_Your assignment:_
Among the entries below, find the lines with "severity" and copy them.
*** Begin section ***
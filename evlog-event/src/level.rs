use std::fmt;
use std::str::FromStr;

use serde::{Deserialize, Serialize};

/// The severity of a [`WideEvent`](crate::WideEvent).
#[derive(Clone, Copy, Debug, Default, Eq, PartialEq, Ord, PartialOrd, Hash, Serialize, Deserialize)]
#[serde(rename_all = "lowercase")]
pub enum Level {
    /// Diagnostic detail.
    Debug,
    /// Regular operation.
    #[default]
    Info,
    /// Something undesirable that did not fail the unit of work.
    Warn,
    /// The unit of work failed.
    Error,
}

impl Level {
    /// All levels in ascending severity.
    pub const ALL: [Level; 4] = [Level::Debug, Level::Info, Level::Warn, Level::Error];

    /// Returns the lowercase name of the level.
    pub fn as_str(&self) -> &'static str {
        match self {
            Level::Debug => "debug",
            Level::Info => "info",
            Level::Warn => "warn",
            Level::Error => "error",
        }
    }
}

impl fmt::Display for Level {
    fn fmt(&self, f: &mut fmt::Formatter<'_>) -> fmt::Result {
        f.write_str(self.as_str())
    }
}

/// An error returned when parsing [`Level`].
#[derive(Clone, Debug, PartialEq, Eq, thiserror::Error)]
#[error("invalid level {0:?}, expected one of debug, info, warn, error")]
pub struct ParseLevelError(String);

impl FromStr for Level {
    type Err = ParseLevelError;

    fn from_str(s: &str) -> Result<Self, Self::Err> {
        Level::ALL
            .into_iter()
            .find(|level| level.as_str().eq_ignore_ascii_case(s))
            .ok_or_else(|| ParseLevelError(s.to_owned()))
    }
}
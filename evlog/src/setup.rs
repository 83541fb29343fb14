use evlog_config::Config;

/// Initializes internal logging of evlog from the config.
///
/// `RUST_LOG` takes precedence over the configured level.
pub fn init_logging(config: &Config) {
    evlog_log::init(&config.logging);
    evlog_log::debug!(
        level = %config.logging.level,
        batch_size = config.drain.batch.size,
        flush_interval_ms = config.drain.batch.interval_ms,
        max_buffer_size = config.drain.max_buffer_size,
        keeps_all = config.sampling.keeps_all(),
        "evlog initialized"
    );
}
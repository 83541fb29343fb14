//! Pipeline configuration.

use std::time::Duration;

use serde::{Deserialize, Serialize};
use thiserror::Error;

/// An invalid [`PipelineConfig`].
#[derive(Clone, Copy, Debug, Error, PartialEq, Eq)]
pub enum PipelineConfigError {
    /// `batch.size` is zero.
    #[error("batch size must be positive")]
    ZeroBatchSize,
    /// `batch.intervalMs` is zero.
    #[error("flush interval must be positive")]
    ZeroFlushInterval,
    /// `retry.maxAttempts` is zero.
    #[error("retry max attempts must be at least 1")]
    ZeroMaxAttempts,
    /// `maxBufferSize` is zero.
    #[error("max buffer size must be positive")]
    ZeroBufferSize,
}

impl PipelineConfigError {
    /// Returns the serialized name of the invalid field.
    pub fn field(&self) -> &'static str {
        match self {
            Self::ZeroBatchSize => "batch.size",
            Self::ZeroFlushInterval => "batch.intervalMs",
            Self::ZeroMaxAttempts => "retry.maxAttempts",
            Self::ZeroBufferSize => "maxBufferSize",
        }
    }
}

/// Controls when pending events are flushed.
#[derive(Clone, Copy, Debug, PartialEq, Eq, Serialize, Deserialize)]
#[serde(default, rename_all = "camelCase")]
pub struct BatchConfig {
    /// Number of pending events that triggers a flush.
    pub size: usize,
    /// Maximum time in milliseconds a partial batch waits before it is flushed.
    pub interval_ms: u64,
}

impl Default for BatchConfig {
    fn default() -> Self {
        Self {
            size: 25,
            interval_ms: 2000,
        }
    }
}

/// The delay strategy between attempts to send a batch.
#[derive(Clone, Copy, Debug, Default, PartialEq, Eq, Serialize, Deserialize)]
#[serde(rename_all = "lowercase")]
pub enum Backoff {
    /// Waits the initial delay between all attempts.
    #[default]
    Fixed,
    /// Doubles the delay after every failed attempt.
    Exponential,
}

/// Controls retries of failed sends.
#[derive(Clone, Copy, Debug, PartialEq, Eq, Serialize, Deserialize)]
#[serde(default, rename_all = "camelCase")]
pub struct RetryConfig {
    /// Total number of attempts per batch, including the first one.
    pub max_attempts: u32,
    /// The delay strategy.
    pub backoff: Backoff,
    /// Base delay in milliseconds.
    pub initial_delay_ms: u64,
}

impl RetryConfig {
    /// Returns the delay after the given failed attempt, starting at `1`.
    ///
    /// ```
    /// use std::time::Duration;
    /// use evlog_drain::{Backoff, RetryConfig};
    ///
    /// let retry = RetryConfig {
    ///     backoff: Backoff::Exponential,
    ///     ..RetryConfig::default()
    /// };
    ///
    /// assert_eq!(retry.delay(1), Duration::from_millis(500));
    /// assert_eq!(retry.delay(2), Duration::from_millis(1000));
    /// assert_eq!(retry.delay(3), Duration::from_millis(2000));
    /// ```
    pub fn delay(&self, attempt: u32) -> Duration {
        let millis = match self.backoff {
            Backoff::Fixed => self.initial_delay_ms,
            Backoff::Exponential => {
                let factor = 2u64.saturating_pow(attempt.saturating_sub(1));
                self.initial_delay_ms.saturating_mul(factor)
            }
        };

        Duration::from_millis(millis)
    }
}

impl Default for RetryConfig {
    fn default() -> Self {
        Self {
            max_attempts: 2,
            backoff: Backoff::Fixed,
            initial_delay_ms: 500,
        }
    }
}

/// Configuration of a [`Pipeline`](crate::Pipeline).
///
/// All fields have defaults, so an empty mapping is a valid configuration:
///
/// ```yaml
/// batch:
///   size: 25
///   intervalMs: 2000
/// retry:
///   maxAttempts: 2
///   backoff: fixed
///   initialDelayMs: 500
/// maxBufferSize: 1000
/// ```
#[derive(Clone, Copy, Debug, PartialEq, Eq, Serialize, Deserialize)]
#[serde(default, rename_all = "camelCase")]
pub struct PipelineConfig {
    /// Flush triggers.
    pub batch: BatchConfig,
    /// Retry policy.
    pub retry: RetryConfig,
    /// Hard cap on buffered events that have not been handed to the sink.
    pub max_buffer_size: usize,
}

impl PipelineConfig {
    /// Returns the interval after which a partial batch is flushed.
    pub fn flush_interval(&self) -> Duration {
        Duration::from_millis(self.batch.interval_ms)
    }

    /// Checks that all sizes and counts are positive.
    pub fn validate(&self) -> Result<(), PipelineConfigError> {
        if self.batch.size == 0 {
            return Err(PipelineConfigError::ZeroBatchSize);
        }
        if self.batch.interval_ms == 0 {
            return Err(PipelineConfigError::ZeroFlushInterval);
        }
        if self.retry.max_attempts == 0 {
            return Err(PipelineConfigError::ZeroMaxAttempts);
        }
        if self.max_buffer_size == 0 {
            return Err(PipelineConfigError::ZeroBufferSize);
        }
        Ok(())
    }

    /// Replaces every zero size or count with its default, so the result always validates.
    pub fn sanitized(mut self) -> Self {
        let defaults = Self::default();
        if self.batch.size == 0 {
            self.batch.size = defaults.batch.size;
        }
        if self.batch.interval_ms == 0 {
            self.batch.interval_ms = defaults.batch.interval_ms;
        }
        if self.retry.max_attempts == 0 {
            self.retry.max_attempts = defaults.retry.max_attempts;
        }
        if self.max_buffer_size == 0 {
            self.max_buffer_size = defaults.max_buffer_size;
        }
        self
    }
}

impl Default for PipelineConfig {
    fn default() -> Self {
        Self {
            batch: BatchConfig::default(),
            retry: RetryConfig::default(),
            max_buffer_size: 1000,
        }
    }
}

#[cfg(test)]
mod tests {
    use similar_asserts::assert_eq;

    use super::*;

    #[test]
    fn test_defaults() {
        let config: PipelineConfig = serde_json::from_str("{}").unwrap();
        assert_eq!(config, PipelineConfig::default());
        assert_eq!(config.batch.size, 25);
        assert_eq!(config.flush_interval(), Duration::from_secs(2));
        assert_eq!(config.retry.max_attempts, 2);
        assert_eq!(config.retry.backoff, Backoff::Fixed);
        assert_eq!(config.retry.initial_delay_ms, 500);
        assert_eq!(config.max_buffer_size, 1000);
    }

    #[test]
    fn test_partial_yaml() {
        let config: PipelineConfig = serde_yaml::from_str(
            r#"
batch:
  size: 50
retry:
  backoff: exponential
maxBufferSize: 200
"#,
        )
        .unwrap();

        assert_eq!(config.batch.size, 50);
        assert_eq!(config.batch.interval_ms, 2000);
        assert_eq!(config.retry.backoff, Backoff::Exponential);
        assert_eq!(config.retry.max_attempts, 2);
        assert_eq!(config.max_buffer_size, 200);
    }

    #[test]
    fn test_fixed_delay() {
        let retry = RetryConfig::default();
        assert_eq!(retry.delay(1), Duration::from_millis(500));
        assert_eq!(retry.delay(5), Duration::from_millis(500));
    }

    #[test]
    fn test_exponential_delay_saturates() {
        let retry = RetryConfig {
            backoff: Backoff::Exponential,
            initial_delay_ms: 500,
            ..Default::default()
        };
        assert_eq!(retry.delay(200), Duration::from_millis(u64::MAX));
    }

    #[test]
    fn test_validate() {
        assert_eq!(PipelineConfig::default().validate(), Ok(()));

        let mut config = PipelineConfig::default();
        config.batch.size = 0;
        assert_eq!(config.validate(), Err(PipelineConfigError::ZeroBatchSize));

        let mut config = PipelineConfig::default();
        config.retry.max_attempts = 0;
        assert_eq!(config.validate(), Err(PipelineConfigError::ZeroMaxAttempts));

        let mut config = PipelineConfig::default();
        config.max_buffer_size = 0;
        assert_eq!(config.validate(), Err(PipelineConfigError::ZeroBufferSize));
    }

    #[test]
    fn test_sanitized_keeps_valid_values() {
        let mut config = PipelineConfig::default();
        config.batch.size = 0;
        config.batch.interval_ms = 500;
        config.retry.max_attempts = 0;
        config.max_buffer_size = 10;

        let config = config.sanitized();
        assert_eq!(config.validate(), Ok(()));
        assert_eq!(config.batch.size, 25);
        assert_eq!(config.batch.interval_ms, 500);
        assert_eq!(config.retry.max_attempts, 2);
        assert_eq!(config.max_buffer_size, 10);
    }
}
//! Sampling configuration.

use evlog_event::Level;
use serde::{Deserialize, Serialize};

use crate::condition::KeepRule;

/// Head sampling rates per [`Level`], as integer percentages.
///
/// A missing rate keeps every event of that level. Values are clamped to `0..=100` when
/// evaluated, so `0` or less drops every event at the head stage and `100` or more keeps all.
#[derive(Clone, Copy, Debug, Default, PartialEq, Eq, Serialize, Deserialize)]
#[serde(default)]
pub struct SampleRates {
    /// Rate for [`Level::Debug`].
    #[serde(skip_serializing_if = "Option::is_none")]
    pub debug: Option<i32>,
    /// Rate for [`Level::Info`].
    #[serde(skip_serializing_if = "Option::is_none")]
    pub info: Option<i32>,
    /// Rate for [`Level::Warn`].
    #[serde(skip_serializing_if = "Option::is_none")]
    pub warn: Option<i32>,
    /// Rate for [`Level::Error`].
    #[serde(skip_serializing_if = "Option::is_none")]
    pub error: Option<i32>,
}

impl SampleRates {
    /// Returns the configured rate for a level.
    pub fn get(&self, level: Level) -> Option<i32> {
        match level {
            Level::Debug => self.debug,
            Level::Info => self.info,
            Level::Warn => self.warn,
            Level::Error => self.error,
        }
    }

    /// Sets the rate for a level.
    pub fn set(&mut self, level: Level, rate: i32) {
        let slot = match level {
            Level::Debug => &mut self.debug,
            Level::Info => &mut self.info,
            Level::Warn => &mut self.warn,
            Level::Error => &mut self.error,
        };
        *slot = Some(rate);
    }

    /// Returns the effective percentage for a level, defaulting to `100`.
    pub fn effective(&self, level: Level) -> u8 {
        self.get(level).unwrap_or(100).clamp(0, 100) as u8
    }
}

/// Configuration of the sampling engine.
///
/// ```
/// let config: evlog_sampling::SamplingConfig = serde_json::from_str(r#"{
///     "rates": {"info": 10},
///     "keep": [{"status": 400}, {"duration": 500}, {"path": "/api/critical/**"}]
/// }"#).unwrap();
///
/// assert_eq!(config.rates.info, Some(10));
/// assert_eq!(config.keep.len(), 3);
/// ```
#[derive(Clone, Debug, Default, PartialEq, Serialize, Deserialize)]
#[serde(default, rename_all = "camelCase")]
pub struct SamplingConfig {
    /// Head sampling rates per level.
    pub rates: SampleRates,

    /// Ordered tail sampling rules.
    ///
    /// An event matching any of these rules is kept even if head sampling dropped it.
    #[serde(skip_serializing_if = "Vec::is_empty")]
    pub keep: Vec<KeepRule>,
}

impl SamplingConfig {
    /// Returns `true` if this configuration keeps every event.
    pub fn keeps_all(&self) -> bool {
        Level::ALL
            .into_iter()
            .all(|level| self.rates.effective(level) == 100)
    }
}

#[cfg(test)]
mod tests {
    use super::*;

    #[test]
    fn test_missing_rates_default_to_100() {
        let rates = SampleRates::default();
        for level in Level::ALL {
            assert_eq!(rates.effective(level), 100);
        }
    }

    #[test]
    fn test_rates_are_clamped() {
        let rates = SampleRates {
            debug: Some(-5),
            info: Some(250),
            ..Default::default()
        };

        assert_eq!(rates.effective(Level::Debug), 0);
        assert_eq!(rates.effective(Level::Info), 100);
    }

    #[test]
    fn test_set_rate() {
        let mut rates = SampleRates::default();
        rates.set(Level::Warn, 50);
        assert_eq!(rates.get(Level::Warn), Some(50));
        assert_eq!(rates.get(Level::Error), None);
    }

    #[test]
    fn test_keeps_all() {
        assert!(SamplingConfig::default().keeps_all());

        let mut config = SamplingConfig::default();
        config.rates.info = Some(10);
        assert!(!config.keeps_all());
    }

    #[test]
    fn test_deserialize_yaml() {
        let config: SamplingConfig = serde_yaml::from_str(
            r#"
rates:
  info: 10
  debug: 0
keep:
  - status: 400
  - duration: 500
  - path: /api/test/tail-sampling/**
"#,
        )
        .unwrap();

        insta::assert_debug_snapshot!(config, @r###"
        SamplingConfig {
            rates: SampleRates {
                debug: Some(
                    0,
                ),
                info: Some(
                    10,
                ),
                warn: None,
                error: None,
            },
            keep: [
                KeepRule {
                    status: Some(
                        400,
                    ),
                    duration: None,
                    path: None,
                },
                KeepRule {
                    status: None,
                    duration: Some(
                        500,
                    ),
                    path: None,
                },
                KeepRule {
                    status: None,
                    duration: None,
                    path: Some(
                        "/api/test/tail-sampling/**",
                    ),
                },
            ],
        }
        "###);
    }
}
*** End section ***
_Solution to this exercise:_
/// The severity of a [`WideEvent`](crate::WideEvent).
    /// All levels in ascending severity.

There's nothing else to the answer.